### What to produce
Only certain lines below are wanted: those starting at the line containing "async fn size(&self)" and ending at the line containing "let mut buffer", both included, each retyped exactly.

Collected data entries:
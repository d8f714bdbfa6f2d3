use anyhow::Result;
use async_trait::async_trait;
use std::path::{Path, PathBuf};
use tokio::fs::File;
use tokio::io::{AsyncReadExt, AsyncSeekExt, BufReader};

use super::byte_reader::ByteReader;
use crate::error::SourceError;

/// ByteReader implementation for local files
#[derive(Clone)]
pub struct LocalFileByteReader {
    file_path: PathBuf,
}

impl LocalFileByteReader {
    pub fn new(file_path: impl AsRef<Path>) -> Self {
        Self {
            file_path: file_path.as_ref().to_path_buf(),
        }
    }

    async fn open(&self) -> Result<File, SourceError> {
        File::open(&self.file_path)
            .await
            .map_err(|e| SourceError::from_io(&self.file_path, e))
    }
}

#[async_trait]
impl ByteReader for LocalFileByteReader {
    async fn size(&self) -> Result<u64> {
        let file = self.open().await?;
        let metadata = file
            .metadata()
            .await
            .map_err(|e| SourceError::from_io(&self.file_path, e))?;
        Ok(metadata.len())
    }

    async fn read_range(&self, start: u64, end: u64) -> Result<Vec<u8>> {
        let file = self.open().await?;
        let io_err = |e| SourceError::from_io(&self.file_path, e);

        let mut file = BufReader::new(file);
        file.seek(std::io::SeekFrom::Start(start))
            .await
            .map_err(io_err)?;

        let size = end.saturating_sub(start);
        let mut buffer = Vec::with_capacity(size as usize);
        file.take(size)
            .read_to_end(&mut buffer)
            .await
            .map_err(io_err)?;

        Ok(buffer)
    }
}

### Solution to this problem
    async fn size(&self) -> Result<u64> {
        let file = self.open().await?;
        let metadata = file
            .metadata()
            .await
            .map_err(|e| SourceError::from_io(&self.file_path, e))?;
        Ok(metadata.len())
    }

    async fn read_range(&self, start: u64, end: u64) -> Result<Vec<u8>> {
        let file = self.open().await?;
        let io_err = |e| SourceError::from_io(&self.file_path, e);

        let mut file = BufReader::new(file);
        file.seek(std::io::SeekFrom::Start(start))
            .await
            .map_err(io_err)?;

        let size = end.saturating_sub(start);
        let mut buffer = Vec::with_capacity(size as usize);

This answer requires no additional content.